Neutrophils are innate immune cells implicated in the process of killing Mycobacterium tuberculosis early during infection. Once the mycobacteria enter the human system, neutrophils sense and engulf them. By secreting bactericidal enzymes and α-defensins like human neutrophil peptides loaded in their granule armory, neutrophils kill the pathogen. Peripheral blood neutrophils secrete a wide range of cytokines like IL-8, IL-1-β and IFN-γ in response to mycobacterial infection. Thus they signal and activate distant immune cells thereby informing them of prevailing infection. The activated monocytes, dendritic cells and T cells further continue the immune response. As a final call, neutrophils release neutrophil extracellular traps in circulation which can trap mycobacteria in patients with active pulmonary tuberculosis. Extensive neutrophilic response is associated with inflammation, pulmonary destruction, and pathology. For example, inappropriate phagocytosis of mycobacteria-infected neutrophils can damage host cells due to necrosis of neutrophils, leading to chronic inflammation and tissue damage. This dual nature of neutrophils makes them double-edged swords during tuberculosis, and hence data available on neutrophil functions against mycobacterium are controversial and non-uniform. This article reviews the role of neutrophils in tuberculosis infection and highlights research gaps that need to be addressed. We focus on our understanding of new research ideologies targeting neutrophils (a) in the early stages of infection for boosting specific immune functions or (b) in the later stages of infection to prevent inflammatory conditions mediated by activated neutrophils. This would plausibly lead to the development of better tuberculosis vaccines and therapeutics in the future.

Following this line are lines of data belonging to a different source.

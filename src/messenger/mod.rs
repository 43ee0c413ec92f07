//! Bidirectional named-message channel between pane and preview.
//!
//! Delivery is at most once per send and FIFO per direction. Sending to a
//! torn-down peer is a silent no-op. Handlers run on the receiving
//! endpoint's pump task, in arrival order, and must not block.

pub mod bridge;
pub mod contract;

pub use bridge::run_line_bridge;
pub use contract::{Envelope, MessageKind};

use serde::Serialize;
use serde_json::Value;
use std::collections::HashMap;
use std::sync::atomic::{AtomicU64, Ordering};
use std::sync::{Arc, Mutex, RwLock};
use tokio::sync::mpsc;
use tokio::task::JoinHandle;
use tracing::{debug, warn};

/// Handler for one message kind.
pub type Handler = Arc<dyn Fn(Value) + Send + Sync>;

/// Handler receiving every message.
pub type AnyHandler = Arc<dyn Fn(MessageKind, Value) + Send + Sync>;

#[derive(Default)]
struct Handlers {
    by_kind: HashMap<MessageKind, Vec<Handler>>,
    any: Vec<AnyHandler>,
}

/// One endpoint of a message channel.
pub struct Messenger {
    outbound: Mutex<Option<mpsc::UnboundedSender<Envelope>>>,
    handlers: Arc<RwLock<Handlers>>,
    seq: AtomicU64,
    pump: Mutex<Option<JoinHandle<()>>>,
}

impl Messenger {
    /// Create two connected endpoints. Must be called inside a tokio runtime.
    #[must_use]
    pub fn pair() -> (Self, Self) {
        let (a_tx, a_rx) = mpsc::unbounded_channel();
        let (b_tx, b_rx) = mpsc::unbounded_channel();
        (Self::start(a_tx, b_rx), Self::start(b_tx, a_rx))
    }

    fn start(
        outbound: mpsc::UnboundedSender<Envelope>,
        mut inbound: mpsc::UnboundedReceiver<Envelope>,
    ) -> Self {
        let handlers: Arc<RwLock<Handlers>> = Arc::default();
        let pump_handlers = Arc::clone(&handlers);
        let pump = tokio::spawn(async move {
            while let Some(envelope) = inbound.recv().await {
                dispatch(&pump_handlers, envelope);
            }
            debug!("messenger peer closed; pump stopped");
        });
        Self {
            outbound: Mutex::new(Some(outbound)),
            handlers,
            seq: AtomicU64::new(0),
            pump: Mutex::new(Some(pump)),
        }
    }

    /// Whether the peer endpoint is still accepting messages.
    pub fn is_live(&self) -> bool {
        self.outbound
            .lock()
            .unwrap_or_else(|e| e.into_inner())
            .as_ref()
            .is_some_and(|tx| !tx.is_closed())
    }

    /// Send a message. Returns `false` when the peer is gone and the message
    /// was dropped.
    pub fn send(&self, kind: MessageKind, payload: Value) -> bool {
        let outbound = self.outbound.lock().unwrap_or_else(|e| e.into_inner());
        let Some(tx) = outbound.as_ref().filter(|tx| !tx.is_closed()) else {
            debug!(kind = %kind, "messenger target is gone; dropping message");
            return false;
        };
        let seq = self.seq.fetch_add(1, Ordering::Relaxed);
        tx.send(Envelope::new(seq, kind, payload)).is_ok()
    }

    /// Serialize and send a typed payload.
    pub fn send_json<T: Serialize>(&self, kind: MessageKind, payload: &T) -> bool {
        match serde_json::to_value(payload) {
            Ok(value) => self.send(kind, value),
            Err(e) => {
                warn!(kind = %kind, error = %e, "failed to serialize message payload");
                false
            }
        }
    }

    /// Register a handler for one message kind.
    pub fn bind(&self, kind: MessageKind, handler: impl Fn(Value) + Send + Sync + 'static) {
        self.handlers
            .write()
            .unwrap_or_else(|e| e.into_inner())
            .by_kind
            .entry(kind)
            .or_default()
            .push(Arc::new(handler));
    }

    /// Register a handler receiving every message.
    pub fn bind_all(&self, handler: impl Fn(MessageKind, Value) + Send + Sync + 'static) {
        self.handlers
            .write()
            .unwrap_or_else(|e| e.into_inner())
            .any
            .push(Arc::new(handler));
    }

    /// Tear down this endpoint. The peer observes it as dead.
    pub fn close(&self) {
        self.outbound
            .lock()
            .unwrap_or_else(|e| e.into_inner())
            .take();
        if let Some(pump) = self.pump.lock().unwrap_or_else(|e| e.into_inner()).take() {
            pump.abort();
        }
    }
}

impl Drop for Messenger {
    fn drop(&mut self) {
        self.close();
    }
}

fn dispatch(handlers: &RwLock<Handlers>, envelope: Envelope) {
    let (specific, any) = {
        let handlers = handlers.read().unwrap_or_else(|e| e.into_inner());
        (
            handlers
                .by_kind
                .get(&envelope.kind)
                .cloned()
                .unwrap_or_default(),
            handlers.any.clone(),
        )
    };
    if specific.is_empty() && any.is_empty() {
        debug!(kind = %envelope.kind, "no handler bound; message ignored");
        return;
    }
    for handler in specific {
        handler(envelope.payload.clone());
    }
    for handler in any {
        handler(envelope.kind, envelope.payload.clone());
    }
}

#[cfg(test)]
mod tests {
    #![allow(clippy::unwrap_used, clippy::expect_used, clippy::panic)]

    use super::*;
    use serde_json::json;

    #[tokio::test]
    async fn delivers_in_order() {
        let (pane, preview) = Messenger::pair();
        let (tx, mut rx) = mpsc::unbounded_channel();
        preview.bind(MessageKind::Setting, move |payload| {
            let _ = tx.send(payload);
        });
        for i in 0..5 {
            assert!(pane.send(MessageKind::Setting, json!(i)));
        }
        for i in 0..5 {
            assert_eq!(rx.recv().await.unwrap(), json!(i));
        }
    }

    #[tokio::test]
    async fn unbound_kinds_are_ignored() {
        let (pane, preview) = Messenger::pair();
        let (tx, mut rx) = mpsc::unbounded_channel();
        preview.bind(MessageKind::Ready, move |_| {
            let _ = tx.send(());
        });
        assert!(pane.send(MessageKind::Transports, json!({})));
        assert!(pane.send(MessageKind::Ready, Value::Null));
        rx.recv().await.unwrap();
    }

    #[tokio::test]
    async fn sending_to_dead_peer_is_silent() {
        let (pane, preview) = Messenger::pair();
        drop(preview);
        for _ in 0..10 {
            if !pane.is_live() {
                break;
            }
            tokio::task::yield_now().await;
        }
        assert!(!pane.is_live());
        assert!(!pane.send(MessageKind::Ready, Value::Null));
    }

    #[tokio::test]
    async fn closed_endpoint_cannot_send() {
        let (pane, _preview) = Messenger::pair();
        pane.close();
        assert!(!pane.send(MessageKind::Ready, Value::Null));
    }
}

Keywords: Neutrophils; apoptosis; immune response; macrophages; phagocytosis; tuberculosis.

Figure 1.

Once M. tuberculosis enters the human system, neutrophils recognize the pathogen and phagocytose it. A cascade of events then starts: in direct killing, neutrophils release lysosomal enzymes, human neutrophil peptides, reactive oxygen species, etc, which directly lyse the mycobacterium. Another mechanism is also activated during the apoptotic phase of neutrophils, wherein they release neutrophil extracellular traps, which can trap the microbe and prevent its further action on the host. In indirect killing, neutrophils secrete cytokines that signal other innate and adaptive immune cells, which in turn become activated and start functioning towards the elimination of the prevailing infection.